EXERCISE GOAL → Extract each line of the data below exactly as written.

MATERIAL SUPPLIED →

//! search-governor command line.
//!
//! ```text
//! search-governor [--config governor.toml] search --resource projects \
//!     --criteria '{"fiscal_years":[2024]}' --offset 0 --limit 50
//! search-governor get --resource projects --criteria '{"project_nums":["5R01AI000001-02"]}'
//! search-governor config
//! ```
//!
//! Responses and error reports are printed to stdout as JSON; logs go to stderr.

use std::path::PathBuf;
use std::process::ExitCode;

use clap::{Parser, Subcommand};
use serde_json::Value;

use search_governor::config::{load_config_or_default, GovernorConfig};
use search_governor::observability::{init_logging, metrics};
use search_governor::{
    GovernorError, HttpTransport, RequestGovernor, Resource, RetryPolicy, SearchRequest,
};

#[derive(Parser)]
#[command(name = "search-governor")]
#[command(about = "Rate-limited, cached, retrying client for the search API", long_about = None)]
struct Cli {
    /// TOML configuration file. Environment overrides apply either way.
    #[arg(short, long)]
    config: Option<PathBuf>,

    #[command(subcommand)]
    command: Commands,
}

#[derive(Subcommand)]
enum Commands {
    /// Run one search and print the response
    Search {
        #[arg(short, long, value_enum)]
        resource: Resource,

        /// Search criteria as a JSON object
        #[arg(long, default_value = "{}")]
        criteria: String,

        #[arg(long)]
        offset: Option<u64>,

        #[arg(long)]
        limit: Option<u64>,
    },
    /// Fetch the first record matching the criteria
    Get {
        #[arg(short, long, value_enum)]
        resource: Resource,

        /// Search criteria as a JSON object
        #[arg(long)]
        criteria: String,
    },
    /// Print the effective configuration
    Config,
}

#[tokio::main]
async fn main() -> Result<ExitCode, Box<dyn std::error::Error>> {
    let cli = Cli::parse();
    let config = load_config_or_default(cli.config.as_deref())?;

    init_logging(&config.observability)?;
    tracing::info!("search-governor v{} starting", env!("CARGO_PKG_VERSION"));

    if config.observability.metrics_enabled {
        if let Ok(addr) = config.observability.metrics_address.parse() {
            metrics::init_metrics(addr);
        } else {
            tracing::error!(
                metrics_address = %config.observability.metrics_address,
                "Failed to parse metrics address"
            );
        }
    }

    match cli.command {
        Commands::Config => {
            print!("{}", toml::to_string_pretty(&config)?);
            Ok(ExitCode::SUCCESS)
        }
        Commands::Search {
            resource,
            criteria,
            offset,
            limit,
        } => {
            let mut request = SearchRequest::new(resource, parse_criteria(&criteria)?);
            request.offset = offset;
            request.limit = limit;

            let governor = build_governor(&config)?;
            let result = governor.execute(&request, &RetryPolicy::from_config(&config.retries)).await;
            report(result)
        }
        Commands::Get { resource, criteria } => {
            let governor = build_governor(&config)?;
            let result = governor
                .fetch_one(resource, parse_criteria(&criteria)?, &RetryPolicy::from_config(&config.retries))
                .await;
            report(result)
        }
    }
}

fn build_governor(config: &GovernorConfig) -> Result<RequestGovernor<HttpTransport>, Box<dyn std::error::Error>> {
    let transport = HttpTransport::new(&config.api)?;
    tracing::info!(base_url = %transport.base_url(), "Using search API");
    Ok(RequestGovernor::new(config, transport)?)
}

fn parse_criteria(raw: &str) -> Result<Value, Box<dyn std::error::Error>> {
    let criteria: Value = serde_json::from_str(raw)?;
    if !criteria.is_object() {
        return Err("criteria must be a JSON object".into());
    }
    Ok(criteria)
}

fn report(result: Result<Value, GovernorError>) -> Result<ExitCode, Box<dyn std::error::Error>> {
    match result {
        Ok(response) => {
            println!("{}", serde_json::to_string_pretty(&response)?);
            Ok(ExitCode::SUCCESS)
        }
        Err(e) => {
            println!("{}", serde_json::to_string_pretty(&e.report())?);
            Ok(ExitCode::FAILURE)
        }
    }
}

TASK OUTPUT →
//! search-governor command line.
//!
//! ```text
//! search-governor [--config governor.toml] search --resource projects \
//!     --criteria '{"fiscal_years":[2024]}' --offset 0 --limit 50
//! search-governor get --resource projects --criteria '{"project_nums":["5R01AI000001-02"]}'
//! search-governor config
//! ```
//!
//! Responses and error reports are printed to stdout as JSON; logs go to stderr.

use std::path::PathBuf;
use std::process::ExitCode;

use clap::{Parser, Subcommand};
use serde_json::Value;

use search_governor::config::{load_config_or_default, GovernorConfig};
use search_governor::observability::{init_logging, metrics};
use search_governor::{
    GovernorError, HttpTransport, RequestGovernor, Resource, RetryPolicy, SearchRequest,
};

#[derive(Parser)]
#[command(name = "search-governor")]
#[command(about = "Rate-limited, cached, retrying client for the search API", long_about = None)]
struct Cli {
    /// TOML configuration file. Environment overrides apply either way.
    #[arg(short, long)]
    config: Option<PathBuf>,

    #[command(subcommand)]
    command: Commands,
}

#[derive(Subcommand)]
enum Commands {
    /// Run one search and print the response
    Search {
        #[arg(short, long, value_enum)]
        resource: Resource,

        /// Search criteria as a JSON object
        #[arg(long, default_value = "{}")]
        criteria: String,

        #[arg(long)]
        offset: Option<u64>,

        #[arg(long)]
        limit: Option<u64>,
    },
    /// Fetch the first record matching the criteria
    Get {
        #[arg(short, long, value_enum)]
        resource: Resource,

        /// Search criteria as a JSON object
        #[arg(long)]
        criteria: String,
    },
    /// Print the effective configuration
    Config,
}

#[tokio::main]
async fn main() -> Result<ExitCode, Box<dyn std::error::Error>> {
    let cli = Cli::parse();
    let config = load_config_or_default(cli.config.as_deref())?;

    init_logging(&config.observability)?;
    tracing::info!("search-governor v{} starting", env!("CARGO_PKG_VERSION"));

    if config.observability.metrics_enabled {
        if let Ok(addr) = config.observability.metrics_address.parse() {
            metrics::init_metrics(addr);
        } else {
            tracing::error!(
                metrics_address = %config.observability.metrics_address,
                "Failed to parse metrics address"
            );
        }
    }

    match cli.command {
        Commands::Config => {
            print!("{}", toml::to_string_pretty(&config)?);
            Ok(ExitCode::SUCCESS)
        }
        Commands::Search {
            resource,
            criteria,
            offset,
            limit,
        } => {
            let mut request = SearchRequest::new(resource, parse_criteria(&criteria)?);
            request.offset = offset;
            request.limit = limit;

            let governor = build_governor(&config)?;
            let result = governor.execute(&request, &RetryPolicy::from_config(&config.retries)).await;
            report(result)
        }
        Commands::Get { resource, criteria } => {
            let governor = build_governor(&config)?;
            let result = governor
                .fetch_one(resource, parse_criteria(&criteria)?, &RetryPolicy::from_config(&config.retries))
                .await;
            report(result)
        }
    }
}

fn build_governor(config: &GovernorConfig) -> Result<RequestGovernor<HttpTransport>, Box<dyn std::error::Error>> {
    let transport = HttpTransport::new(&config.api)?;
    tracing::info!(base_url = %transport.base_url(), "Using search API");
    Ok(RequestGovernor::new(config, transport)?)
}

fn parse_criteria(raw: &str) -> Result<Value, Box<dyn std::error::Error>> {
    let criteria: Value = serde_json::from_str(raw)?;
    if !criteria.is_object() {
        return Err("criteria must be a JSON object".into());
    }
    Ok(criteria)
}

fn report(result: Result<Value, GovernorError>) -> Result<ExitCode, Box<dyn std::error::Error>> {
    match result {
        Ok(response) => {
            println!("{}", serde_json::to_string_pretty(&response)?);
            Ok(ExitCode::SUCCESS)
        }
        Err(e) => {
            println!("{}", serde_json::to_string_pretty(&e.report())?);
            Ok(ExitCode::FAILURE)
        }
    }
}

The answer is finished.